Fuente: Diario El Chaski
Una nueva denuncia política comienza a generar tensión dentro del Gobierno Regional de Lima. Según fuentes internas del propio Consejo Regional, se estaría orquestando una presunta vacancia contra el vicegobernador Nicolás Barrera con el objetivo de impedir que asuma funciones tras la confirmación de la sentencia contra la hoy sentenciada y prófuga Rosa Vásquez.
La denuncia ha encendido las alarmas porque, de concretarse ese escenario, quien podría verse beneficiado políticamente sería Ronaldd Soberón como presidente del consejo regional, nombre que vuelve a sonar con fuerza dentro del tablero regional.
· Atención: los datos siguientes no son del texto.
//! Adapter Response Cache
//! An explicit TTL layer in front of a connector: key = (venue, op, args
//! digest), TTL per operation. Only market-data reads are cached; trading
//! and account state always hit the venue.

use std::collections::HashMap;
use std::sync::Arc;
use std::time::Duration;

use async_trait::async_trait;
use parking_lot::Mutex;
use sha2::{Digest, Sha256};
use tokio::sync::mpsc;
use tokio::time::Instant;

use super::{
    AccountSnapshot, Channel, Credentials, FundingInfo, MarketSnapshot, ModifyRequest, OrderAck,
    OrderBookSnapshot, OrderFilter, PlaceOrderRequest, PublicTrade, StreamUpdate, VenueConnector,
    VenueOrder, VenuePosition,
};
use crate::error::Result;
use crate::models::Venue;

/// Per-op TTLs, mirroring how fast each feed actually moves.
#[derive(Debug, Clone, Copy)]
pub struct CacheTtls {
    pub market_data: Duration,
    pub order_book: Duration,
    pub recent_trades: Duration,
    pub funding_rate: Duration,
}

impl Default for CacheTtls {
    fn default() -> Self {
        Self {
            market_data: Duration::from_secs(5),
            order_book: Duration::from_secs(2),
            recent_trades: Duration::from_secs(2),
            funding_rate: Duration::from_secs(30),
        }
    }
}

struct Entry {
    stored_at: Instant,
    value: serde_json::Value,
}

#[derive(Default)]
struct CacheInner {
    entries: HashMap<String, Entry>,
}

/// Wraps any connector and serves cached market-data responses.
pub struct CachedConnector {
    inner: Arc<dyn VenueConnector>,
    ttls: CacheTtls,
    cache: Mutex<CacheInner>,
}

impl CachedConnector {
    pub fn new(inner: Arc<dyn VenueConnector>, ttls: CacheTtls) -> Self {
        Self {
            inner,
            ttls,
            cache: Mutex::new(CacheInner::default()),
        }
    }

    fn key(&self, op: &str, args: &str) -> String {
        let mut hasher = Sha256::new();
        hasher.update(args.as_bytes());
        let digest = hex::encode(&hasher.finalize()[..8]);
        format!("{}:{}:{}", self.inner.venue(), op, digest)
    }

    fn lookup<T: serde::de::DeserializeOwned>(&self, key: &str, ttl: Duration) -> Option<T> {
        let cache = self.cache.lock();
        let entry = cache.entries.get(key)?;
        if entry.stored_at.elapsed() > ttl {
            return None;
        }
        serde_json::from_value(entry.value.clone()).ok()
    }

    fn store<T: serde::Serialize>(&self, key: String, value: &T) {
        if let Ok(json) = serde_json::to_value(value) {
            self.cache.lock().entries.insert(
                key,
                Entry {
                    stored_at: Instant::now(),
                    value: json,
                },
            );
        }
    }
}

#[async_trait]
impl VenueConnector for CachedConnector {
    fn venue(&self) -> Venue {
        self.inner.venue()
    }

    async fn connect(&self) -> Result<()> {
        self.inner.connect().await
    }

    async fn authenticate(&self, credentials: &Credentials) -> Result<()> {
        self.inner.authenticate(credentials).await
    }

    async fn disconnect(&self) -> Result<()> {
        self.cache.lock().entries.clear();
        self.inner.disconnect().await
    }

    async fn place_order(&self, request: &PlaceOrderRequest) -> Result<OrderAck> {
        self.inner.place_order(request).await
    }

    async fn cancel_order(&self, symbol: &str, venue_order_id: &str) -> Result<()> {
        self.inner.cancel_order(symbol, venue_order_id).await
    }

    async fn modify_order(
        &self,
        symbol: &str,
        venue_order_id: &str,
        changes: &ModifyRequest,
    ) -> Result<OrderAck> {
        self.inner.modify_order(symbol, venue_order_id, changes).await
    }

    async fn get_order(&self, symbol: &str, venue_order_id: &str) -> Result<VenueOrder> {
        self.inner.get_order(symbol, venue_order_id).await
    }

    async fn get_orders(&self, filter: &OrderFilter) -> Result<Vec<VenueOrder>> {
        self.inner.get_orders(filter).await
    }

    async fn get_open_orders(&self, symbol: Option<&str>) -> Result<Vec<VenueOrder>> {
        self.inner.get_open_orders(symbol).await
    }

    async fn get_positions(&self, symbol: Option<&str>) -> Result<Vec<VenuePosition>> {
        self.inner.get_positions(symbol).await
    }

    async fn close_position(&self, symbol: &str, quantity: Option<f64>) -> Result<OrderAck> {
        self.inner.close_position(symbol, quantity).await
    }

    async fn get_account_info(&self) -> Result<AccountSnapshot> {
        self.inner.get_account_info().await
    }

    async fn get_balance(
        &self,
        asset: Option<&str>,
    ) -> Result<std::collections::HashMap<String, f64>> {
        self.inner.get_balance(asset).await
    }

    async fn set_leverage(&self, symbol: &str, leverage: u32) -> Result<()> {
        self.inner.set_leverage(symbol, leverage).await
    }

    async fn get_market_data(&self, symbol: &str) -> Result<MarketSnapshot> {
        let key = self.key("market_data", symbol);
        if let Some(hit) = self.lookup::<MarketSnapshot>(&key, self.ttls.market_data) {
            return Ok(hit);
        }
        let fresh = self.inner.get_market_data(symbol).await?;
        self.store(key, &fresh);
        Ok(fresh)
    }

    async fn get_order_book(&self, symbol: &str, depth: usize) -> Result<OrderBookSnapshot> {
        let key = self.key("order_book", &format!("{symbol}:{depth}"));
        if let Some(hit) = self.lookup::<OrderBookSnapshot>(&key, self.ttls.order_book) {
            return Ok(hit);
        }
        let fresh = self.inner.get_order_book(symbol, depth).await?;
        self.store(key, &fresh);
        Ok(fresh)
    }

    async fn get_recent_trades(&self, symbol: &str, limit: usize) -> Result<Vec<PublicTrade>> {
        let key = self.key("recent_trades", &format!("{symbol}:{limit}"));
        if let Some(hit) = self.lookup::<Vec<PublicTrade>>(&key, self.ttls.recent_trades) {
            return Ok(hit);
        }
        let fresh = self.inner.get_recent_trades(symbol, limit).await?;
        self.store(key, &fresh);
        Ok(fresh)
    }

    async fn get_funding_rate(&self, symbol: &str) -> Result<FundingInfo> {
        let key = self.key("funding_rate", symbol);
        if let Some(hit) = self.lookup::<FundingInfo>(&key, self.ttls.funding_rate) {
            return Ok(hit);
        }
        let fresh = self.inner.get_funding_rate(symbol).await?;
        self.store(key, &fresh);
        Ok(fresh)
    }

    async fn subscribe(&self, channels: &[Channel]) -> Result<mpsc::Receiver<StreamUpdate>> {
        self.inner.subscribe(channels).await
    }

    async fn unsubscribe(&self, channels: &[Channel]) -> Result<()> {
        self.inner.unsubscribe(channels).await
    }
}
Pero ahí no termina la polémica.
Diversas voces recuerdan que Ronaldd Soberón tiene parentesco con Lucho Ueno, vínculo que hoy vuelve a estar bajo la lupa y alimenta los cuestionamientos sobre una eventual continuidad del poder dentro del mismo entorno político… y familiar, y también por que Lucho Ueno esta postulando al gobierno regional con APP – La Cholita.
De acuerdo con estas versiones internas, dentro del Consejo Regional existirían movimientos y conversaciones orientadas a frenar la llegada de Nicolás Barrera al cargo que le correspondería asumir por ley. La sospecha es que, mientras públicamente se habla de institucionalidad, por debajo se estaría armando otra jugada.
Y la pregunta que hoy recorre los pasillos del Gobierno Regional es una sola:
¿Por qué quieren impedir que Nicolás Barrera asuma?
Para sectores críticos, la respuesta estaría ligada al temor de perder el control político del Gobierno Regional tras la caída de Rosa Vásquez.
Lo que se cuestiona es que varios consejeros, señalados por haber respaldado políticamente a Rosa Vásquez durante su gestión, hoy seguirían moviendo piezas para que el poder no salga del mismo grupo.
Si Nicolás Barrera queda fuera del camino y Ronaldd Soberón termina ocupando ese espacio, la lectura política sería contundente, el poder seguirá dentro del mismo círculo de siempre, y el vínculo familiar con Lucho Ueno solo hace crecer la polémica por que podrían por ahí financiar la campaña con dinero del gobierno regional de Lima.
En medio de la crisis institucional, lo que debió ser una transición política ordenada hoy amenaza con convertirse en una nueva batalla por el poder. Desde distintos sectores ya lo advierten:
primero blindaron una gestión cuestionada; ahora, presuntamente, buscarían vacar a quien debería asumir por ley para mantener el control regional.
Si estas versiones se confirman, el escándalo recién estaría comenzando. Porque para muchos ya no se trataría solo de una disputa política, se trataría de algo mucho más delicado como una presunta operación desde el propio Consejo Regional para que el Gobierno Regional no cambie de mano, sino que siga quedándose entre los mismos.